The SJRA argued that Chapter 2007 only applies to regulatory actions, not physical takings or actions “taken out of a reasonable good faith belief” to prevent threats to life or public safety. In other words, the SJRA distinguished seizures of private property from the release of floodwaters that allegedly flooded homes.
The homeowners disagreed. Arguing that the Lake Conroe dam never reached full capacity before the SJRA opened the floodgates, the citizens claim the SJRA did not have a reasonable belief that releasing the water was necessary.
The court ultimately sided with them in agreement that “the physical invasion of their properties by the River Authority’s release of floodwaters constitutes a taking.”
“We conclude that Chapter 2007 does not expressly limit its application to regulatory takings nor does it expressly exclude all physical takings from its terms,” the majority opinion reads.
“The statutory takings claim may include a physical taking, such as the flooding alleged by the property owners, and is not limited solely to regulatory takings.”
However, Chapter 2007 does not oblige the government defendants — in this case, the SJRA — to pay damages when they lose lawsuits. Since the law does not force the SJRA to remedy the alleged harm, the court lacks the power to address the case beyond little more than an advisory statement in the citizen’s favor. The plaintiffs are entitled to an award of attorneys’ fees and an invalidation of the SJRA’s choice to open the floodgates, but not a payment to make them whole after the loss of their homes.
Justice Jimmy Blacklock thus dissented and said that while the homeowners may prevail on other grounds, they lack standing to sue under Chapter 2007 since the court cannot provide remedy for the injury they suffered.
“The alleged injury is the flooding of the plaintiff’s homes during Hurricane Harvey as a result of the San Jacinto River Authority’s decision to release water from Lake Conroe. Years after the fact, that injury can only be redressed by monetary damages, and the plaintiffs have a claim pending in another lawsuit seeking takings damages through the normal channels,” Blacklock wrote.
“Chapter 2007, however, creates a unique statutory cause of action under which the courts have no authority to award damages… To comply with the legislature’s direction, a court would have to order the SJRA, on pain of contempt, to ‘rescind’ its 2017 release of floodwaters from Lake Conroe, millions of gallons of which flowed into the San Jacinto River 11 years ago. Such a nonsensical judgment, with which the SJRA cannot comply, would have no practical effect on either party and would not redress the plaintiffs’ injuries.”
By siding with the homeowners without the power to reverse the harm, Blacklock said the court overstepped its legal bounds.
“No matter how sympathetic these property owners’ predicament may be, the ‘doctrine of standing is a crucial and inseparable element’ of the ‘separation of powers . . . . , whose disregard will inevitably produce . . . an overjudicialization of the processes of self-governance,’” Blacklock wrote, quoting U.S. Supreme Court Justice Antonin Scalia.

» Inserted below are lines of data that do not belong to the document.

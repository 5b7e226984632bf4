use std::path::PathBuf;

use serde::{Deserialize, Serialize};

use crate::decision::{Mode, Verdict};
use crate::pipeline::PipelineStage;
use crate::scoring::SensitivityLevel;
use crate::verify::RunBudget;

/// A local stage that failed for one image.
#[derive(Clone, Debug, PartialEq, Serialize, Deserialize)]
pub struct StageFailure {
    pub stage: PipelineStage,
    pub cause: String,
}

/// Final outcome for one input image.
#[derive(Clone, Debug, PartialEq, Serialize, Deserialize)]
pub struct ImageVerdict {
    /// Position in the input list.
    pub index: usize,
    pub path: PathBuf,
    pub verdict: Verdict,
    /// Local score of the best candidate, when there was one.
    pub score: Option<f32>,
    pub detail: Option<String>,
    pub failure: Option<StageFailure>,
}

impl ImageVerdict {
    pub fn new(index: usize, path: PathBuf, verdict: Verdict) -> Self {
        Self {
            index,
            path,
            verdict,
            score: None,
            detail: None,
            failure: None,
        }
    }

    pub fn with_score(mut self, score: f32) -> Self {
        self.score = Some(score);
        self
    }

    pub fn with_detail(mut self, detail: impl Into<String>) -> Self {
        self.detail = Some(detail.into());
        self
    }

    pub fn with_failure(mut self, stage: PipelineStage, cause: impl Into<String>) -> Self {
        self.failure = Some(StageFailure {
            stage,
            cause: cause.into(),
        });
        self
    }
}

/// One entry of the accepted set.
#[derive(Clone, Debug, PartialEq, Serialize, Deserialize)]
pub struct AcceptedImage {
    pub path: PathBuf,
    pub verdict: Verdict,
    pub score: Option<f32>,
}

/// Per-verdict counts and escalation totals of a run.
#[derive(Clone, Debug, Default, PartialEq, Serialize, Deserialize)]
pub struct RunSummary {
    pub total: usize,
    pub rejected: usize,
    pub accepted_local: usize,
    pub accepted_remote: usize,
    pub escalation_failed: usize,
    pub skipped: usize,
    pub escalations: usize,
    pub estimated_cost_usd: f64,
}

impl RunSummary {
    pub fn accepted(&self) -> usize {
        self.accepted_local + self.accepted_remote
    }
}

/// Everything a run produced, in input order.
#[derive(Clone, Debug, PartialEq, Serialize, Deserialize)]
pub struct RunReport {
    pub mode: Mode,
    pub level: SensitivityLevel,
    pub verdicts: Vec<ImageVerdict>,
    /// Inputs never finished because the run was cancelled.
    pub skipped: Vec<PathBuf>,
    pub summary: RunSummary,
    pub budget: RunBudget,
    /// The run switched to local-only after repeated remote failures.
    pub degraded: bool,
}

impl RunReport {
    /// Accepted images as `(path, verdict, score)`, in input order.
    pub fn accepted_set(&self) -> Vec<AcceptedImage> {
        self.verdicts
            .iter()
            .filter(|v| v.verdict.is_accepted())
            .map(|v| AcceptedImage {
                path: v.path.clone(),
                verdict: v.verdict,
                score: v.score,
            })
            .collect()
    }
}

/// Collects verdicts in any order and hands them back sorted by input index.
#[derive(Debug, Default)]
pub struct ResultAggregator {
    verdicts: Vec<ImageVerdict>,
    skipped: Vec<(usize, PathBuf)>,
}

impl ResultAggregator {
    pub fn new() -> Self {
        Self::default()
    }

    pub fn push(&mut self, verdict: ImageVerdict) {
        self.verdicts.push(verdict);
    }

    pub fn skip(&mut self, index: usize, path: PathBuf) {
        self.skipped.push((index, path));
    }

    pub fn len(&self) -> usize {
        self.verdicts.len()
    }

    pub fn is_empty(&self) -> bool {
        self.verdicts.is_empty()
    }

    /// Build the report. The same verdicts give the same report whatever order
    /// they were pushed in.
    pub fn finish(
        mut self,
        mode: Mode,
        level: SensitivityLevel,
        budget: RunBudget,
        degraded: bool,
    ) -> RunReport {
        self.verdicts.sort_by_key(|v| v.index);
        self.skipped.sort_by_key(|(i, _)| *i);

        let mut summary = RunSummary {
            total: self.verdicts.len() + self.skipped.len(),
            skipped: self.skipped.len(),
            escalations: budget.escalations,
            estimated_cost_usd: budget.estimated_cost(),
            ..Default::default()
        };
        for v in &self.verdicts {
            match v.verdict {
                Verdict::Rejected => summary.rejected += 1,
                Verdict::AcceptedLocal => summary.accepted_local += 1,
                Verdict::AcceptedRemote => summary.accepted_remote += 1,
                Verdict::EscalationFailed => summary.escalation_failed += 1,
            }
        }

        RunReport {
            mode,
            level,
            verdicts: self.verdicts,
            skipped: self.skipped.into_iter().map(|(_, p)| p).collect(),
            summary,
            budget,
            degraded,
        }
    }
}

“Their statutory takings claims should be dismissed while their constitutional takings claims move forward in county court.”
In the majority opinion, the rest of the court responded to Blacklock’s concerns, saying the citizens’ claims still held legal validity even without the chance of relief from the Supreme Court of Texas.
“Because the Dissent views the government’s election to pay damages as unlikely and the rescission of prior governmental action as inconsequential, it concludes that any judgment the court might render would be ‘merely advisory’ and intrude on the other branches of government,” the majority opinion reads.
“But it is the Legislature that has waived immunity from suit and liability for statutory takings and provided for these alternative remedies. That the government might decline to pay damages is no reason to dismiss the pending suits on jurisdictional grounds.”